Con solo trece centímetros de diámetro, el H4 se asemeja a un gran reloj de bolsillo. Dentro del
casco de plata, decenas de pequeños engranajes se articulan engastados en cojinetes
diminutos tallados en rubí y diamante. Las aleaciones fueron preparadas para anular cualquier
dilatación o contracción que hubiese podido sufrir su maquinaria en un largo viaje desde la fría
Europa septentrional hasta el cálido trópico. Sobre la esfera plateada, tres manecillas de acero
señalaron durante años, sin falta, la hora correcta. Una placa grabada con exquisitas filigranas
y adornos protege el intricado mecanismo. Cerca del bisel puede leerse el nombre del genio
detrás de la máquina: "John Harrison & Son A.D. 1759".

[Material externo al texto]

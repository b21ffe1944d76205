//! Log setup for the `sheetsync` binary.
//!
//! Everything goes to stderr; stdout carries only the run report. A run
//! started by a scheduler usually passes `--log-format json` so that each
//! event is one line with its fields flattened next to the message.

use thiserror::Error;
use tracing::Level;
use tracing_subscriber::{EnvFilter, fmt, prelude::*};

/// Errors that can occur during tracing initialization
#[derive(Debug, Error)]
pub enum TracingError {
    /// A global subscriber is already installed
    #[error("failed to set global tracing subscriber: {0}")]
    SetGlobalSubscriber(#[from] tracing::subscriber::SetGlobalDefaultError),

    /// `RUST_LOG` holds a directive that does not parse
    #[error("failed to parse env filter: {0}")]
    EnvFilter(#[from] tracing_subscriber::filter::ParseError),
}

/// Output format for log lines
#[derive(Debug, Clone, Copy, Default, PartialEq, Eq)]
pub enum TracingOutputFormat {
    /// Multi-line human-readable format
    #[default]
    Pretty,
    /// Single-line format
    Compact,
    /// One JSON object per line
    Json,
}

/// Configuration for tracing initialization
#[derive(Debug, Clone, PartialEq, Eq)]
pub struct TracingConfig {
    /// Level for the sheetsync crates when `RUST_LOG` is unset
    pub level: Level,
    /// Output format
    pub format: TracingOutputFormat,
    /// Whether to include file and line of each event
    pub include_location: bool,
    /// Whether to prefix text lines with a timestamp
    pub include_timestamp: bool,
}

impl TracingConfig {
    /// Config for the command line.
    ///
    /// Text output is bare (a terminal or a journal adds its own time). JSON
    /// always carries a timestamp. `debug` lowers the level to DEBUG and adds
    /// source locations.
    #[must_use]
    pub fn for_cli(debug: bool, format: TracingOutputFormat) -> Self {
        Self {
            level: if debug { Level::DEBUG } else { Level::INFO },
            format,
            include_location: debug,
            include_timestamp: format == TracingOutputFormat::Json,
        }
    }

    /// The filter used when `RUST_LOG` is unset: our crates at the configured
    /// level, dependencies (reqwest, hyper, calamine) at warnings only.
    pub fn default_directive(&self) -> String {
        format!("warn,sheetsync={}", self.level)
    }

    fn env_filter(&self) -> Result<EnvFilter, TracingError> {
        match std::env::var(EnvFilter::DEFAULT_ENV) {
            Ok(directive) if !directive.trim().is_empty() => Ok(EnvFilter::try_new(directive)?),
            _ => Ok(EnvFilter::try_new(self.default_directive())?),
        }
    }
}

/// Install the global subscriber. Call once at startup.
///
/// # Errors
///
/// Returns an error if a subscriber is already installed or if `RUST_LOG`
/// does not parse.
pub fn init_tracing(config: TracingConfig) -> Result<(), TracingError> {
    let env_filter = config.env_filter()?;

    let layer = fmt::layer()
        .with_writer(std::io::stderr)
        .with_file(config.include_location)
        .with_line_number(config.include_location)
        .with_target(config.include_location);

    let layer = match config.format {
        TracingOutputFormat::Pretty => layer.pretty().boxed(),
        TracingOutputFormat::Compact if config.include_timestamp => layer.compact().boxed(),
        TracingOutputFormat::Compact => layer.compact().without_time().boxed(),
        TracingOutputFormat::Json => layer.json().flatten_event(true).boxed(),
    };

    let subscriber = tracing_subscriber::registry().with(env_filter).with(layer);
    tracing::subscriber::set_global_default(subscriber)?;
    Ok(())
}
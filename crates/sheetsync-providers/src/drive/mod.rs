//! Remote workbook storage on a cloud drive.
//!
//! # Layers
//!
//! - [`FileHost`] is the path-addressed read, write and probe surface.
//!   [`GraphDriveHost`] implements it over Microsoft Graph (simple `PUT` for
//!   small documents, upload sessions above 4 MiB); [`MemoryFileHost`] is
//!   the in-memory double.
//! - [`RemoteStore`] turns those calls into the workbook lifecycle: create
//!   on first use, download, and upload with a conflict copy when the
//!   document is locked.

mod config;
mod graph;
mod host;
mod store;

pub use config::{DEFAULT_API_BASE, DriveConfig, SIMPLE_UPLOAD_LIMIT, UPLOAD_CHUNK_UNIT};
pub use graph::GraphDriveHost;
pub use host::{FileHost, FileMetadata, MemoryFileHost};
pub use store::{EnsureOutcome, RemoteStore, UploadOutcome, conflict_path};
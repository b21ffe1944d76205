//! CLI, configuration and the sync run orchestrator
//!
//! This crate provides the `sheetsync` command-line interface.

pub mod backup;
pub mod cli;
pub mod commands;
pub mod config;
pub mod error;
pub mod runner;
pub mod secret;

pub use cli::Cli;
pub use error::{ClientError, ClientResult};
pub use runner::{RunOutcome, RunReport, SyncSettings};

En una esfera --como la Tierra-- son suficientes dos coordenadas, “latitud” y “longitud”, para
situar cualquier punto sobre la superficie. Desde épocas antiguas, los marineros sabían
calcular la latitud midiendo el ángulo de inclinación del Sol al ocultarse en el horizonte o
utilizando las estrellas como guía. Pero la otra coordenada, la longitud, siempre se mostró
elusiva. El perfecto reloj de la bóveda celeste no ofrece una manera evidente para
determinarla. Existe, sin embargo, una forma sencilla y directa de medirla cuando se dispone
de un cronómetro preciso: si desde cubierta, un marinero observa que el Sol alcanza el cenit,
digamos, a la una de la tarde, hora de Londres, entonces puede inferir que su barco se
encuentra 15 grados hacia el Oeste, relativo a un observador en esa ciudad. Si lo alcanza a las
dos de la tarde, es porque se encuentra a 30 grados, y así sucesivamente. El hecho se debe a
que la Tierra tarda 24 horas en completar un giro sobre su eje, 360 grados, y en consecuencia
alcanza a rotar 15 grados en una hora. De ahí que cada hora de diferencia con respecto a la
“hora oficial” (por tradición se ha convenido que sea la hora local de Greenwich) signifique un
avance de 15 grados de longitud en dirección Este u Oeste.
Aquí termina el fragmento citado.